There is a story about a once-famous monastery that had fallen on hard times.  In the past, visitors flocked there for spiritual retreat and prayer, but now, no one came; no new members were added to their order, and so the monks dwindled in number and in spirit.

One night, the abbot had a dream.  A heavenly voice addressed him, saying, “I have a message for you that you must share with the others, but you must say it only once.  Then you must never speak of it again.  The message is this:  The Messiah is among you.”

The abbot awoke with a sense of awe, and the next morning, he called the monks together and told them about the heavenly vision.  “The message is that the Messiah is among us,” he said.    

The monks were astonished!  They wondered, “What could this mean?  Is Brother John the Messiah?  Or Brother Thomas?  Or Father Matthew?  What does this mean?
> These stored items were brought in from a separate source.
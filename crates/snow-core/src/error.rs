use thiserror::Error;

#[derive(Debug, Error)]
pub enum ConfigError {
    #[error("failed to parse theme config: {0}")]
    Parse(#[from] serde_json::Error),
    #[error("invalid protocol in whitelist: {0:?}")]
    InvalidProtocol(String),
    #[error("tooltip size must be positive, got {width}x{height}")]
    InvalidTooltipSize { width: f32, height: f32 },
}

#[derive(Debug, Error)]
pub enum ToolbarDescriptorError {
    #[error("failed to parse toolbar description: {0}")]
    Parse(#[from] serde_json::Error),
    #[error("unsupported toolbar item: {0}")]
    Item(String),
}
            As they had been instructed, no one ever mentioned it again, but as they pondered the words, the monks began to treat one another with greater respect and reverence.  There was a new quality to their life together, a spirit of generosity, kindness, charity and gladness.

            Visitors began to return to the monastery, moved by the life of the monks.  Young people were once again asking to become part of the community. Their fellowship was permeated with a sense of love that was almost tangible.  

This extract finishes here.